//! Review endpoints
//!
//! Request bodies are validated into domain types before any connection is
//! taken from the pool.

use std::collections::BTreeMap;
use std::sync::Arc;

use axum::{
    extract::State,
    routing::{get, put},
    Router,
};
use serde::{Deserialize, Serialize};
use uuid::Uuid;

use crate::db::repos::{RatingSummary, ReviewRepo, ReviewWithTags};
use crate::http::envelope::{Envelope, NoPayload};
use crate::http::error::ApiError;
use crate::http::extractors::{ApiJson, ValidId, ValidUuid};
use crate::http::server::AppState;
use crate::models::{Rating, ReviewContent, TagName, UserId};

/// Body for POST /places/{id}/reviews
#[derive(Deserialize)]
#[serde(rename_all = "camelCase")]
pub struct CreateReviewRequest {
    pub user_id: String,
    pub rating: i64,
    pub content: String,
    #[serde(default)]
    pub tags: Vec<String>,
}

/// Body for PUT /reviews/{id}
#[derive(Deserialize)]
pub struct UpdateReviewRequest {
    pub rating: i64,
    pub content: String,
    #[serde(default)]
    pub tags: Vec<String>,
}

#[derive(Serialize)]
#[serde(rename_all = "camelCase")]
pub struct ReviewCreated {
    pub review_id: Uuid,
}

#[derive(Serialize)]
#[serde(rename_all = "camelCase")]
pub struct ReviewResponse {
    pub review_id: Uuid,
    pub user_id: Option<String>,
    pub nickname: Option<String>,
    pub rating: i16,
    pub content: String,
    pub reg_date: String,
    pub tags: Vec<String>,
}

impl From<ReviewWithTags> for ReviewResponse {
    fn from(r: ReviewWithTags) -> Self {
        Self {
            review_id: r.review_id,
            user_id: r.user_id,
            nickname: r.nickname,
            rating: r.rating,
            content: r.content,
            reg_date: r.reg_date.to_rfc3339(),
            tags: r.tags,
        }
    }
}

#[derive(Serialize)]
pub struct ReviewList {
    pub reviews: Vec<ReviewResponse>,
}

#[derive(Serialize)]
#[serde(rename_all = "camelCase")]
pub struct RatingStats {
    pub total_reviews: i64,
    pub average_rating: f64,
    /// Keyed "1".."5"
    pub distribution: BTreeMap<String, i64>,
}

impl From<RatingSummary> for RatingStats {
    fn from(s: RatingSummary) -> Self {
        let distribution = [s.star1, s.star2, s.star3, s.star4, s.star5]
            .into_iter()
            .enumerate()
            .map(|(i, n)| ((i + 1).to_string(), n))
            .collect();

        Self {
            total_reviews: s.total,
            average_rating: s.rounded_average(),
            distribution,
        }
    }
}

#[derive(Serialize)]
pub struct RatingStatsPayload {
    pub stats: RatingStats,
}

/// GET /places/{id}/reviews
async fn list_reviews(
    State(state): State<Arc<AppState>>,
    ValidId(spot_id): ValidId,
) -> Result<Envelope<ReviewList>, ApiError> {
    let reviews = ReviewRepo::new(&state.pool)
        .list_for_spot(spot_id)
        .await?
        .into_iter()
        .map(ReviewResponse::from)
        .collect();

    Ok(Envelope::ok("reviews loaded", ReviewList { reviews }))
}

/// POST /places/{id}/reviews
async fn create_review(
    State(state): State<Arc<AppState>>,
    ValidId(spot_id): ValidId,
    ApiJson(req): ApiJson<CreateReviewRequest>,
) -> Result<Envelope<ReviewCreated>, ApiError> {
    let author = UserId::new(&req.user_id)?;
    let rating = Rating::new(req.rating)?;
    let content = ReviewContent::new(&req.content)?;
    let tags = TagName::parse_list(&req.tags)?;

    let review_id = ReviewRepo::new(&state.pool)
        .create(spot_id, &author, rating, &content, &tags)
        .await?;

    Ok(Envelope::ok("review created", ReviewCreated { review_id }))
}

/// GET /places/{id}/rating-summary
async fn rating_summary(
    State(state): State<Arc<AppState>>,
    ValidId(spot_id): ValidId,
) -> Result<Envelope<RatingStatsPayload>, ApiError> {
    let summary = ReviewRepo::new(&state.pool).rating_summary(spot_id).await?;

    Ok(Envelope::ok(
        "rating summary loaded",
        RatingStatsPayload {
            stats: summary.into(),
        },
    ))
}

/// PUT /reviews/{id}
async fn update_review(
    State(state): State<Arc<AppState>>,
    ValidUuid(review_id): ValidUuid,
    ApiJson(req): ApiJson<UpdateReviewRequest>,
) -> Result<Envelope<NoPayload>, ApiError> {
    let rating = Rating::new(req.rating)?;
    let content = ReviewContent::new(&req.content)?;
    let tags = TagName::parse_list(&req.tags)?;

    ReviewRepo::new(&state.pool)
        .update(review_id, rating, &content, &tags)
        .await?;

    Ok(Envelope::message("review updated"))
}

/// DELETE /reviews/{id}
async fn delete_review(
    State(state): State<Arc<AppState>>,
    ValidUuid(review_id): ValidUuid,
) -> Result<Envelope<NoPayload>, ApiError> {
    ReviewRepo::new(&state.pool).delete(review_id).await?;
    Ok(Envelope::message("review deleted"))
}

/// Review routes
pub fn router() -> Router<Arc<AppState>> {
    Router::new()
        .route(
            "/places/{id}/reviews",
            get(list_reviews).post(create_review),
        )
        .route("/places/{id}/rating-summary", get(rating_summary))
        .route("/reviews/{id}", put(update_review).delete(delete_review))
}
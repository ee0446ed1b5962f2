//! Notice repository

use sqlx::PgPool;
use uuid::Uuid;

use super::DbError;
use crate::models::NoticeBody;

/// Notice repository
pub struct NoticeRepo<'a> {
    pool: &'a PgPool,
}

impl<'a> NoticeRepo<'a> {
    pub fn new(pool: &'a PgPool) -> Self {
        Self { pool }
    }

    /// Publish a notice; the database assigns the id.
    pub async fn create(&self, body: &NoticeBody) -> Result<Uuid, DbError> {
        let (notice_id,): (Uuid,) = sqlx::query_as(
            "INSERT INTO notices (title, content) VALUES ($1, $2) RETURNING notice_id",
        )
        .bind(&body.title)
        .bind(&body.content)
        .fetch_one(self.pool)
        .await
        .map_err(DbError::Write)?;

        tracing::info!(%notice_id, "notice published");
        Ok(notice_id)
    }

    pub async fn update(&self, notice_id: Uuid, body: &NoticeBody) -> Result<(), DbError> {
        let result = sqlx::query("UPDATE notices SET title = $1, content = $2 WHERE notice_id = $3")
            .bind(&body.title)
            .bind(&body.content)
            .bind(notice_id)
            .execute(self.pool)
            .await
            .map_err(DbError::Write)?;

        if result.rows_affected() == 0 {
            return Err(DbError::not_found("notice", notice_id));
        }
        Ok(())
    }

    pub async fn delete(&self, notice_id: Uuid) -> Result<(), DbError> {
        let result = sqlx::query("DELETE FROM notices WHERE notice_id = $1")
            .bind(notice_id)
            .execute(self.pool)
            .await
            .map_err(DbError::Write)?;

        if result.rows_affected() == 0 {
            return Err(DbError::not_found("notice", notice_id));
        }
        Ok(())
    }
}

#[cfg(test)]
mod tests {
    use super::*;
    use crate::db::testing::test_pool;

    #[tokio::test]
    #[ignore = "requires database"]
    async fn notice_lifecycle() {
        let pool = test_pool().await;
        let repo = NoticeRepo::new(&pool);

        let id = repo
            .create(&NoticeBody::new("Holiday hours", "Closed on Chuseok").unwrap())
            .await
            .unwrap();
        repo.update(id, &NoticeBody::new("Holiday hours", "Open as usual").unwrap())
            .await
            .unwrap();
        repo.delete(id).await.unwrap();

        assert!(matches!(
            repo.delete(id).await.unwrap_err(),
            DbError::NotFound { resource: "notice", .. }
        ));
    }
}
//! Database connection pool management
//!
//! One `PgPool` per process, built at startup and handed to every
//! repository through `AppState`. Connections return to the pool on drop,
//! on success and error paths alike.

use std::time::Duration;

use sqlx::postgres::PgPoolOptions;
use sqlx::PgPool;

/// Default maximum connections for the pool.
const DEFAULT_MAX_CONNECTIONS: u32 = 5;

/// Default time to wait for a free connection before failing the request.
const DEFAULT_ACQUIRE_TIMEOUT: Duration = Duration::from_secs(30);

/// Pool sizing and timeouts
#[derive(Debug, Clone)]
pub struct PoolConfig {
    pub max_connections: u32,
    pub acquire_timeout: Duration,
}

impl Default for PoolConfig {
    fn default() -> Self {
        Self {
            max_connections: DEFAULT_MAX_CONNECTIONS,
            acquire_timeout: DEFAULT_ACQUIRE_TIMEOUT,
        }
    }
}

/// Create a PostgreSQL connection pool.
///
/// # Arguments
///
/// * `database_url` - PostgreSQL connection string
///
/// # Errors
///
/// Returns an error if the connection fails.
///
/// # Example
///
/// ```ignore
/// let pool = create_pool("postgres://localhost/coursemate").await?;
/// ```
pub async fn create_pool(database_url: &str) -> Result<PgPool, sqlx::Error> {
    create_pool_with_options(database_url, &PoolConfig::default()).await
}

/// Create a PostgreSQL connection pool with custom options.
pub async fn create_pool_with_options(
    database_url: &str,
    config: &PoolConfig,
) -> Result<PgPool, sqlx::Error> {
    tracing::debug!(
        max_connections = config.max_connections,
        acquire_timeout_secs = config.acquire_timeout.as_secs(),
        "Connecting database pool"
    );

    PgPoolOptions::new()
        .max_connections(config.max_connections)
        .acquire_timeout(config.acquire_timeout)
        .connect(database_url)
        .await
}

************

→ **Work instructions**: Scan the records above for the string "WHERE", then report every line that contains it.

→ **Answer box**:
        let result = sqlx::query("UPDATE notices SET title = $1, content = $2 WHERE notice_id = $3")
        let result = sqlx::query("DELETE FROM notices WHERE notice_id = $1")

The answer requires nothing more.